# Arranging frames for winter



## JB Allen (Sep 3, 2005)

I can't find consistant info on how to arrange the frames in my hives for winter. I have plenty of honey and pollen (25-30 frames of honey and 6-8 of pollen). The hives have all medium frames and are currently 4-5 high. I live in south central VA. Thanks for the advice in advance, JB


----------



## Robert Hawkins (May 27, 2005)

25-30 frames of honey spread across how many hives that are 4-5 mediums high?

Hawk


----------



## Michael Bush (Aug 2, 2002)

You can just leave it the way the bees arranged it or you can arrange it the way you THINK would work the best. If I was arranging it (and I usually let the bees do that) I'd put the pollen in the bottom box, then stores in the rest. Pull the empties. Remove the excluder, if you have one. Some people complain about having a "pollen bound" hive, but I LOVE all that pollen. It means the bees have something to raise brood with in February.


----------



## JB Allen (Sep 3, 2005)

Robert, we are first year beekeepers and started with two hives. I'm currently purchasing equipment for another 6 for next year. Thanks for the advice Michael. Do we need however, to leave a few frames of empty drawn comb as we head into the winter, or will the bees consume the honey and make enough room by the time the queen starts to lay?


----------



## Robert Hawkins (May 27, 2005)

You Hope you have a lot of honey left in the spring. And if you do, Yes, they'll make room for the brood. Or you can change things then. They can have a frame of foundation drawn in two days if they want to. I get nervous about storing comb outside the hive. Let the bees take care of it. That way nothing melts it or lays eggs in it or ....

Hawk


----------



## JB Allen (Sep 3, 2005)

Can I assume then that if I leave more frames of pollen and honey than the books recommend that all will be ok? The bees will "take care" of the frames and will make room for the late winter/early spring brood? I guess what I am asking is...is it preferable to leave my hive 4-5 mediums tall heading into winter?


----------



## Robert Hawkins (May 27, 2005)

Do you have enough bees for them to heat/protect that much room? If you can cut back to four(three if it's real easy) they'll do better. What you don't want is a lot of empty room. space for mice, moths, etc to set up space without the bees even knowing that they're there.

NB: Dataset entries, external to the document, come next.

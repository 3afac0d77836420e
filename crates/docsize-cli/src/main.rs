//! Estimates the stored size of JSON documents.
//!
//! Usage: `docsize [--fields] [--validate] <file.json>...`
//!
//! A path of `-` reads standard input.

use std::fs;
use std::io::{self, Read};
use std::process::ExitCode;

use clap::{Arg, ArgAction, ArgMatches, Command};
use docsize::{IngestError, classify_json, estimate, field_sizes, validate_value};

// =============================================================================
// ARGUMENTS
// =============================================================================

#[derive(Debug)]
struct Args {
    fields: bool,
    validate: bool,
    paths: Vec<String>,
}

impl Args {
    fn from_matches(matches: &ArgMatches) -> Self {
        Self {
            fields: matches.get_flag("fields"),
            validate: matches.get_flag("validate"),
            paths: matches
                .get_many::<String>("paths")
                .map(|paths| paths.cloned().collect())
                .unwrap_or_default(),
        }
    }
}

fn command() -> Command {
    Command::new("docsize")
        .version(docsize::VERSION)
        .about("Estimates the stored size of JSON documents.")
        .arg(
            Arg::new("fields")
                .long("fields")
                .action(ArgAction::SetTrue)
                .help("Print the size of each top-level field"),
        )
        .arg(
            Arg::new("validate")
                .long("validate")
                .action(ArgAction::SetTrue)
                .help("Warn about timestamps and points a document store would reject"),
        )
        .arg(
            Arg::new("paths")
                .value_name("FILE")
                .num_args(1..)
                .required(true)
                .help("JSON files to estimate (`-` reads stdin)"),
        )
}

// =============================================================================
// REPORTING
// =============================================================================

fn read_input(path: &str) -> io::Result<String> {
    if path == "-" {
        let mut text = String::new();
        io::stdin().read_to_string(&mut text)?;
        Ok(text)
    } else {
        fs::read_to_string(path)
    }
}

fn report(path: &str, args: &Args) -> Result<(), String> {
    let text = read_input(path).map_err(|e| format!("{path}: {e}"))?;
    let json: serde_json::Value = serde_json::from_str(&text)
        .map_err(|e| format!("{path}: {}", IngestError::from(e)))?;
    let value = classify_json(&json).map_err(|e| format!("{path}: {e}"))?;

    println!("{path}: {} bytes", estimate(&value));

    if args.fields {
        for (key, size) in field_sizes(&value) {
            println!("  {key}: {size}");
        }
    }

    if args.validate {
        if let Err(e) = validate_value(&value) {
            println!("  warning: {e}");
        }
    }

    Ok(())
}

fn main() -> ExitCode {
    let args = Args::from_matches(&command().get_matches());

    let mut failed = false;
    for path in &args.paths {
        if let Err(msg) = report(path, &args) {
            eprintln!("error: {msg}");
            failed = true;
        }
    }

    if failed { ExitCode::FAILURE } else { ExitCode::SUCCESS }
}

#[cfg(test)]
mod tests {
    use clap::error::ErrorKind;

    use super::*;

    fn parse(list: &[&str]) -> Result<Args, clap::Error> {
        let argv = std::iter::once("docsize").chain(list.iter().copied());
        command().try_get_matches_from(argv).map(|m| Args::from_matches(&m))
    }

    #[test]
    fn test_command_is_well_formed() {
        command().debug_assert();
    }

    #[test]
    fn test_parse_flags_and_paths() {
        let parsed = parse(&["--fields", "a.json", "--validate", "-"]).unwrap();
        assert!(parsed.fields);
        assert!(parsed.validate);
        assert_eq!(parsed.paths, vec!["a.json", "-"]);
    }

    #[test]
    fn test_parse_defaults() {
        let parsed = parse(&["a.json"]).unwrap();
        assert!(!parsed.fields);
        assert!(!parsed.validate);
        assert_eq!(parsed.paths, vec!["a.json"]);
    }

    #[test]
    fn test_parse_requires_path() {
        let err = parse(&["--fields"]).unwrap_err();
        assert_eq!(err.kind(), ErrorKind::MissingRequiredArgument);
        assert!(parse(&[]).is_err());
    }

    #[test]
    fn test_parse_rejects_unknown_option() {
        let err = parse(&["--bogus", "a.json"]).unwrap_err();
        assert_eq!(err.kind(), ErrorKind::UnknownArgument);
    }

    #[test]
    fn test_report_missing_file() {
        let args = Args {
            fields: false,
            validate: false,
            paths: Vec::new(),
        };
        let err = report("/nonexistent/docsize-test.json", &args).unwrap_err();
        assert!(err.starts_with("/nonexistent/docsize-test.json: "));
    }
}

If you have more bee than you can force into three mediums, that hive is too strong for three. Probably needs to be split in the spring to prevent swarming, but worry about it then. Too late to raise queens now.

Hawk


----------



## JB Allen (Sep 3, 2005)

That is exactly the advice I was looking for. thanks, JB


----------



## mwjohnson (Nov 19, 2004)

wow,I have heard that you should give the bees a space they can manage but assumed that to be mostly in reference to building up colonies,making splits,etc.
Now I know that I can be thick sometimes,but if you have a good strong hive,that has built up all summer/year,and has several boxes filled with everything that they need,arranged the way THEY want it,how can you "give them too much room"?
Like a wise man said,"it's like millions at our house".
I'm talking from a bee's point of view,of course,
Just wondering,as I may HAVE to leave my bees in 3-5 deeps,as I may not be able to lift these supers(I broke some ribs),and don't like asking for help with stuff.I thought that my bees would be very happy with this plan.
Am I wrong with this thinking?


----------



## Michael Bush (Aug 2, 2002)

I try to leave space as long as there is anything blooming, but that time is past now, here. I try to remove all the empty boxes and even frames, if I have some full frames I can replace them with. There will be plenty of empty space in the spring and once they start rearing brood they will burn up honey and pollen at an amazing rate. Especially compared to what they burn just maintaining the cluster.


----------



## Aspera (Aug 1, 2005)

In VA you should be just fine with a bit of early spring feeding. I would be reluctant to moves frames too much this late in the year. Usually the bees know best. If your not sure, you may still have enought time to do some fall feeding. I think honey, pollen, and space are all important (in that order), but having a healthy looking bunch of bees is the main thing.


----------



## JB Allen (Sep 3, 2005)

We've fed all year to get comb drawn and are still feeding. We just switched to thick syrup. The bees are still flying heavily and bringing back pollen and what ever nectar they are finding. This has been a great post! Where else can you find this kind of help? Thanks again, JB


----------



## Robert Hawkins (May 27, 2005)

mwjohnson, I have to admit to a double deep w/ a medium in between that I'm overwintering. But other than that, yes you can give them too much room. I'm thinking NY isn't alot warmer than Colo. and they have shut down for the winter. There will be no more brood until Feb if I'm lucky. If the bees are covering all the frames in two deeps plus more, I should have split. Can correct in spring.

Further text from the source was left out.